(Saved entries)
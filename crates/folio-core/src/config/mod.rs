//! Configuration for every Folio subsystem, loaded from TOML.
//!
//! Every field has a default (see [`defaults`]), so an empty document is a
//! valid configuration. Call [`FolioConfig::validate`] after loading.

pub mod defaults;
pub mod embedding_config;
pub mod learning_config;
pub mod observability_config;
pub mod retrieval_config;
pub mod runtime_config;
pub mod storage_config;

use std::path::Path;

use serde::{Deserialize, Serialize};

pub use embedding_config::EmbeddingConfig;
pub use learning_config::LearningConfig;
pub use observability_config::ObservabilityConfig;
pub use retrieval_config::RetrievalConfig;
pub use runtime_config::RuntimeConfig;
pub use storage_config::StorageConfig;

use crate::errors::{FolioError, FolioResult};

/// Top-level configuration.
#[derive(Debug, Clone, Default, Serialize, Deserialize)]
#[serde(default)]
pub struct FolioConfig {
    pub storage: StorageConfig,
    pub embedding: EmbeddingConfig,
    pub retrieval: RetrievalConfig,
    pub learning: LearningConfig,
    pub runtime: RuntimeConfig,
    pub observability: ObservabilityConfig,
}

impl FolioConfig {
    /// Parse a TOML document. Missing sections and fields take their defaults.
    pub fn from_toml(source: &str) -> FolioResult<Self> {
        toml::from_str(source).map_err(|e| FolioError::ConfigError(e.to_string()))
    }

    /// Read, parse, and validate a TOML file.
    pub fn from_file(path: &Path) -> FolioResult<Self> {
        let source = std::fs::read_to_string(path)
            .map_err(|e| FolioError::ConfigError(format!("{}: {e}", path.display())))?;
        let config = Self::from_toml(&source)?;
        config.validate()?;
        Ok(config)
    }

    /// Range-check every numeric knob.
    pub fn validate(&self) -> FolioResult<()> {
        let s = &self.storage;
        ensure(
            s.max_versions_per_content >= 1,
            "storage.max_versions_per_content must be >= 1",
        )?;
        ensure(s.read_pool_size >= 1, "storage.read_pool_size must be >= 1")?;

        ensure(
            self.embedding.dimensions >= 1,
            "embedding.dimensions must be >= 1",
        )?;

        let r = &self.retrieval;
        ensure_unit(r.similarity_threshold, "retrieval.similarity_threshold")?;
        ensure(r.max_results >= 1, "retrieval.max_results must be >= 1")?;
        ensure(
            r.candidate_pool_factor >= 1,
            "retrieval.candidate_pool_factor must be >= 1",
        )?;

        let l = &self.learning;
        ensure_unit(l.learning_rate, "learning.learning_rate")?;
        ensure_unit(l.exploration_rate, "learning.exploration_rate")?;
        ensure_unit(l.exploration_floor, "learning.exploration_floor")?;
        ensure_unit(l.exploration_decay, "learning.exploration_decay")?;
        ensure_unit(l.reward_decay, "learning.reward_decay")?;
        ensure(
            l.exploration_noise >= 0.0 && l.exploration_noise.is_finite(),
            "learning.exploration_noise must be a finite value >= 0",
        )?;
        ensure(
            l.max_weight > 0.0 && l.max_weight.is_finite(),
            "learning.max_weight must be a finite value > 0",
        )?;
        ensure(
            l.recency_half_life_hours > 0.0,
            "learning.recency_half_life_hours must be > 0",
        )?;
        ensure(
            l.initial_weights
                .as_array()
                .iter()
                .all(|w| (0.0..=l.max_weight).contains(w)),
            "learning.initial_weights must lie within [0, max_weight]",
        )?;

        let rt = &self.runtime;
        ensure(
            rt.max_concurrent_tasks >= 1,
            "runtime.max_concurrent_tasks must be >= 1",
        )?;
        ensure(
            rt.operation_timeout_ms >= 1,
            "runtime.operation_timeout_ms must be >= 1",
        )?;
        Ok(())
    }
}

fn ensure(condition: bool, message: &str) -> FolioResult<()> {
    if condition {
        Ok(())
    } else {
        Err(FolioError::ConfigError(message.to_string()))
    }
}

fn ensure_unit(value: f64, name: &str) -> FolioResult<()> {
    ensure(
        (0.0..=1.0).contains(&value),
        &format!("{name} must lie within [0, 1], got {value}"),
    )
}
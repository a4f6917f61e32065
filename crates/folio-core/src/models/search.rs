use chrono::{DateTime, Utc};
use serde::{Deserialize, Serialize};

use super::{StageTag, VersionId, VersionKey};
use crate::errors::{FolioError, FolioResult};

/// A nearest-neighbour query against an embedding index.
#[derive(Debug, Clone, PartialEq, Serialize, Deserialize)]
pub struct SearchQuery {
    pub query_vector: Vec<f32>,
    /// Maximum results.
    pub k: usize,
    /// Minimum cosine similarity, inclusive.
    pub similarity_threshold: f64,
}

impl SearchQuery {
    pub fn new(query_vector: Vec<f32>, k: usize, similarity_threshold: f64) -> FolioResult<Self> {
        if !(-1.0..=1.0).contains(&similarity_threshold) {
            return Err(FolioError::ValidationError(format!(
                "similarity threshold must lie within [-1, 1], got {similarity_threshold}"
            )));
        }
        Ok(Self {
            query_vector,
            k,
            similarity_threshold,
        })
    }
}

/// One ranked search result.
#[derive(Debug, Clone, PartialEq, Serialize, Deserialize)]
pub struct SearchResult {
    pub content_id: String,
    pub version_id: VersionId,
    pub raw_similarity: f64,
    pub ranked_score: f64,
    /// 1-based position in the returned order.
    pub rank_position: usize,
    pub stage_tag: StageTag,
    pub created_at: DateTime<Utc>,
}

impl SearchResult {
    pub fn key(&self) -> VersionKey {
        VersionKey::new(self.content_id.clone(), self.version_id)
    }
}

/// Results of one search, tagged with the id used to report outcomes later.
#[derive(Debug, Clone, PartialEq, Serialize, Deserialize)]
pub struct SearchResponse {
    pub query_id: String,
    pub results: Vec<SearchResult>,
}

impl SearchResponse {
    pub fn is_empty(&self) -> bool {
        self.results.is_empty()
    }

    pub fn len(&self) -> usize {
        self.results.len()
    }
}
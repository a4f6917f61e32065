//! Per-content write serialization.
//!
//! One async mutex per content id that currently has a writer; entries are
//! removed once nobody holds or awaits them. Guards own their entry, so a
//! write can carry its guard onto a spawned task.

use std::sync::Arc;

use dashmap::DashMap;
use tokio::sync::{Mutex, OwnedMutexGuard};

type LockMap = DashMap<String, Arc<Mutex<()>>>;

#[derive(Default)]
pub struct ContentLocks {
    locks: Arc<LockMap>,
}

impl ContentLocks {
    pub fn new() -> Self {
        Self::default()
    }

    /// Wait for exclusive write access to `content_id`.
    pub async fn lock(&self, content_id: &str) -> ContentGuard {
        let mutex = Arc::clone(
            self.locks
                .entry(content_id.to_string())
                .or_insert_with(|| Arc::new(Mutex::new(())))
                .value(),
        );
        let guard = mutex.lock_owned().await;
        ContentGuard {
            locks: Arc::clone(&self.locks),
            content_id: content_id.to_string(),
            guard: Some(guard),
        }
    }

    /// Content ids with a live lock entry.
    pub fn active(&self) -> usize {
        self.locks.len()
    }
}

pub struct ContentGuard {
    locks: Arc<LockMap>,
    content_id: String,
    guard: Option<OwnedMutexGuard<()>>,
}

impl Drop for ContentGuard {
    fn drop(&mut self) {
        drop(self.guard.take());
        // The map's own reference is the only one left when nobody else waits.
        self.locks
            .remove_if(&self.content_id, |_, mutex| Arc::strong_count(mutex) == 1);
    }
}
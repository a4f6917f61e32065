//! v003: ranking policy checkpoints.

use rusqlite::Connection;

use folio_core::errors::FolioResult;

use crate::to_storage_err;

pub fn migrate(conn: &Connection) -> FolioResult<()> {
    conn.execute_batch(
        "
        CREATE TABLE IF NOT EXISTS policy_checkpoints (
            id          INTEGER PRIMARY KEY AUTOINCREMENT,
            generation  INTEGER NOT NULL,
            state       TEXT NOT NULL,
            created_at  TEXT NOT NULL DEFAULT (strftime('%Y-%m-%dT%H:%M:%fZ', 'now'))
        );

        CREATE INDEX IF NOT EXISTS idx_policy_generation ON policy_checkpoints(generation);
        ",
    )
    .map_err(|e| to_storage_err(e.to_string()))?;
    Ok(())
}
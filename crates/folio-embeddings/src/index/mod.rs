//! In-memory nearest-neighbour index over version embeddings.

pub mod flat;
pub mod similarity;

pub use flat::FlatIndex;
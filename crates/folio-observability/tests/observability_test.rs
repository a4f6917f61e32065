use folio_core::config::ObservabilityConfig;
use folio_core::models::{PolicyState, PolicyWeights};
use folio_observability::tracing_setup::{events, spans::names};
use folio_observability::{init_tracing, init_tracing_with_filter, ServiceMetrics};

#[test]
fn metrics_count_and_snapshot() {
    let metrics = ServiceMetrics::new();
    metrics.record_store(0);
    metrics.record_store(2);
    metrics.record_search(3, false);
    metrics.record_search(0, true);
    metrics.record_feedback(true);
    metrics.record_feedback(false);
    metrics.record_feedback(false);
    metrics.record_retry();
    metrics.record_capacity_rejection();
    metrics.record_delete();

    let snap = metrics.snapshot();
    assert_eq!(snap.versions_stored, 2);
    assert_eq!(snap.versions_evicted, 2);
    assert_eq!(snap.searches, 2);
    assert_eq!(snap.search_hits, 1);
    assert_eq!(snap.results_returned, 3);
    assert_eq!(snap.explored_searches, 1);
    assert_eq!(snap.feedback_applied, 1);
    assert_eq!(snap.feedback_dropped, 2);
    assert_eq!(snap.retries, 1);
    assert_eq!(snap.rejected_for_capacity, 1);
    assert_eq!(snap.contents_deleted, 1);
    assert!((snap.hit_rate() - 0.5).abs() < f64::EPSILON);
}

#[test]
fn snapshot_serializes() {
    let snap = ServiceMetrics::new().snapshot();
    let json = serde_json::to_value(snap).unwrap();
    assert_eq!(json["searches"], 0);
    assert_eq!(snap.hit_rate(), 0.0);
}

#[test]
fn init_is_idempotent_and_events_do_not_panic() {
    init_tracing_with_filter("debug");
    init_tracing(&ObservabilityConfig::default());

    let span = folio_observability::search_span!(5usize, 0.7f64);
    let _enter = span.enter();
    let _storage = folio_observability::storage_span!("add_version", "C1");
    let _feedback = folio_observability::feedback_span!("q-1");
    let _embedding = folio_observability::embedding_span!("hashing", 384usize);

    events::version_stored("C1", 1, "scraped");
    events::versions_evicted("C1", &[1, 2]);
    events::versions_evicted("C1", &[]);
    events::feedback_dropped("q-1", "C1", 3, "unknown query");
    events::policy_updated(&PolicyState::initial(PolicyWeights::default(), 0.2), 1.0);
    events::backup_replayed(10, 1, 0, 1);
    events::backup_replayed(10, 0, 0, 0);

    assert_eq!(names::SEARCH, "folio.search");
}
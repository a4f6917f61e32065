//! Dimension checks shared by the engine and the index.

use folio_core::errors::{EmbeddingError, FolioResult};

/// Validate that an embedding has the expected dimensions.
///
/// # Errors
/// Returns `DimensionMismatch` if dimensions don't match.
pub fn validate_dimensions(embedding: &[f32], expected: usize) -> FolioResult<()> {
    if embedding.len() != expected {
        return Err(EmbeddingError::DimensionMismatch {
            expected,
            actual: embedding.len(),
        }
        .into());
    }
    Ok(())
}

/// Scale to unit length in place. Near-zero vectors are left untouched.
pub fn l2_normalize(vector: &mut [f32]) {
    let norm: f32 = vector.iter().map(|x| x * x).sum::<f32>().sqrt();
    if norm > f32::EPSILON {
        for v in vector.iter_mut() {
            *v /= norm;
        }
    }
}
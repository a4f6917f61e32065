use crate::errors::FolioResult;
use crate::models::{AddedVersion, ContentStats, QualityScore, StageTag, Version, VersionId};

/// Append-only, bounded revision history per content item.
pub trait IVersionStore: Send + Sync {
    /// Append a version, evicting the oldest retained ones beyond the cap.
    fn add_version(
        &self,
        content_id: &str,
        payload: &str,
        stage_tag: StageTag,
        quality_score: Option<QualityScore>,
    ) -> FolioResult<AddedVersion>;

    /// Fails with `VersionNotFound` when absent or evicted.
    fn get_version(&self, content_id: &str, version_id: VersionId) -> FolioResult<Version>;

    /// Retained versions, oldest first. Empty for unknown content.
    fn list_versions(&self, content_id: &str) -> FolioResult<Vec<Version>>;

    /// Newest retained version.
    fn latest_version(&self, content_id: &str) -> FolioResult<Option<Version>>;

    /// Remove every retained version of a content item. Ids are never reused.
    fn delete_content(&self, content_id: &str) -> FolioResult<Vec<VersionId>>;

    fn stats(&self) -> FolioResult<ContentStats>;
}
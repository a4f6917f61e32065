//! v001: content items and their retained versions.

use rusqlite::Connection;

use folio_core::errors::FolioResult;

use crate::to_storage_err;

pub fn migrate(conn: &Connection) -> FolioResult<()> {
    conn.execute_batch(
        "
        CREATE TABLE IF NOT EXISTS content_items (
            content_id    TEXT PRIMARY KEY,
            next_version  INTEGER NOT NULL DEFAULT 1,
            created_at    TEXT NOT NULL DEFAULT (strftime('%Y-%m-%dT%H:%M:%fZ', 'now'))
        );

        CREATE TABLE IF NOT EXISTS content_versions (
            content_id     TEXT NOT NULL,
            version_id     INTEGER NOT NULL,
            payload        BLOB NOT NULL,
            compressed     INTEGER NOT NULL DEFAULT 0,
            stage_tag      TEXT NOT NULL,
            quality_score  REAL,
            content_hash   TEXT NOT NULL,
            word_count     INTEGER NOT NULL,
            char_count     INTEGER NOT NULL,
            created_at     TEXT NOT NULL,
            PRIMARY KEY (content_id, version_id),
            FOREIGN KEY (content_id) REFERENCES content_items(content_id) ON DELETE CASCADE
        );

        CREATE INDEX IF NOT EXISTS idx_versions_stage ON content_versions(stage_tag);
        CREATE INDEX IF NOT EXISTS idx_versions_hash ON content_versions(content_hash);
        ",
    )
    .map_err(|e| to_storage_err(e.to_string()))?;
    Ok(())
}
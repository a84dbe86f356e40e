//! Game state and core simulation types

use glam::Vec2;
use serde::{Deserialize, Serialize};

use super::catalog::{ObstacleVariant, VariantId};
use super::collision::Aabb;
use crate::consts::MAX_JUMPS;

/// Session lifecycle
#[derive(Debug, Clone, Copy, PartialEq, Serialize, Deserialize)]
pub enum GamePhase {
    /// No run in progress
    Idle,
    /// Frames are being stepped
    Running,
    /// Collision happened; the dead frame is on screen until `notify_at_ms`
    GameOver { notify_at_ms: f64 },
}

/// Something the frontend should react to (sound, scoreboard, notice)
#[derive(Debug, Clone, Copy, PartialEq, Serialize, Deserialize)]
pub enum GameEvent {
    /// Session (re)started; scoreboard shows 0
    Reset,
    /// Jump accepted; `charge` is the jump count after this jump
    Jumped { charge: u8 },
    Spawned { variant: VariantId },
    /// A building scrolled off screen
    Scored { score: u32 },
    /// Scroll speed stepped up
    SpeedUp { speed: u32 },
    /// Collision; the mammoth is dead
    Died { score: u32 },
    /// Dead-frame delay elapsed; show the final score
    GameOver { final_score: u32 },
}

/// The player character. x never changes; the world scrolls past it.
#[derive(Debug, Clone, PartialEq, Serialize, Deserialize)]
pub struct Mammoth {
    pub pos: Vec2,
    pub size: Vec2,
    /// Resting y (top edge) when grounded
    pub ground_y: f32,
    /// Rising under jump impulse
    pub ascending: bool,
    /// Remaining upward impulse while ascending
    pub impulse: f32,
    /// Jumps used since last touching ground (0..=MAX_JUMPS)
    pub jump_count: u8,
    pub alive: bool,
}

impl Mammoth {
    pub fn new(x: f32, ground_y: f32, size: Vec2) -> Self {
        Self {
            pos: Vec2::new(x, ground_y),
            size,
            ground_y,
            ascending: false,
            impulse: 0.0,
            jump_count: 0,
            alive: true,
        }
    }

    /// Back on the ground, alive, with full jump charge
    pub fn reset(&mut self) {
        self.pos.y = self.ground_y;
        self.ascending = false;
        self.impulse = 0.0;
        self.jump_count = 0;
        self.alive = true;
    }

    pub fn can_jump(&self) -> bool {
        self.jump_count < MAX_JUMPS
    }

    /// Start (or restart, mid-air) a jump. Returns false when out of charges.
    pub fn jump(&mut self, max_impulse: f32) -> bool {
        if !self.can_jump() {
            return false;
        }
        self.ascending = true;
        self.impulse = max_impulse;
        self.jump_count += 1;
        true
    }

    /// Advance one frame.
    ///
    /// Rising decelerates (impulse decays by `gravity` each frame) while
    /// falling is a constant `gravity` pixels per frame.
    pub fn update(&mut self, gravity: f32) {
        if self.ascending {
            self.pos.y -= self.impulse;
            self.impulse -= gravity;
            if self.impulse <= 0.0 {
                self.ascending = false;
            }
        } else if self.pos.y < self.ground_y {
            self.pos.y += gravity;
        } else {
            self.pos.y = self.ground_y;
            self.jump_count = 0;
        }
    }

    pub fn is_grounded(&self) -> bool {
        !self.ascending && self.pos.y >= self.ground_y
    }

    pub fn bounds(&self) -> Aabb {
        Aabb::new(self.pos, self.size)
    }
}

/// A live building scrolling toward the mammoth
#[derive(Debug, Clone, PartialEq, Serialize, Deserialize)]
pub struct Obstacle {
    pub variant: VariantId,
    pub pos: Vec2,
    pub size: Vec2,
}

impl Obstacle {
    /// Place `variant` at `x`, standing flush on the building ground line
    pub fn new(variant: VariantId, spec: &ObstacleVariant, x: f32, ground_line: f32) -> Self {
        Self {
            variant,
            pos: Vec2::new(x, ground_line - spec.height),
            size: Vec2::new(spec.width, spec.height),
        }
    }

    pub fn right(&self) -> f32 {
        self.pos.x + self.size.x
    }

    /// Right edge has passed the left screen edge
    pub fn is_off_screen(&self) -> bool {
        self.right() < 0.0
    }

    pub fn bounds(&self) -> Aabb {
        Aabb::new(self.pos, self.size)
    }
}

Exercise objective
Filter the records above for the string "names" and copy each matching line.

Solution to this exercise
use folio_observability::tracing_setup::{events, spans::names};
    assert_eq!(names::SEARCH, "folio.search");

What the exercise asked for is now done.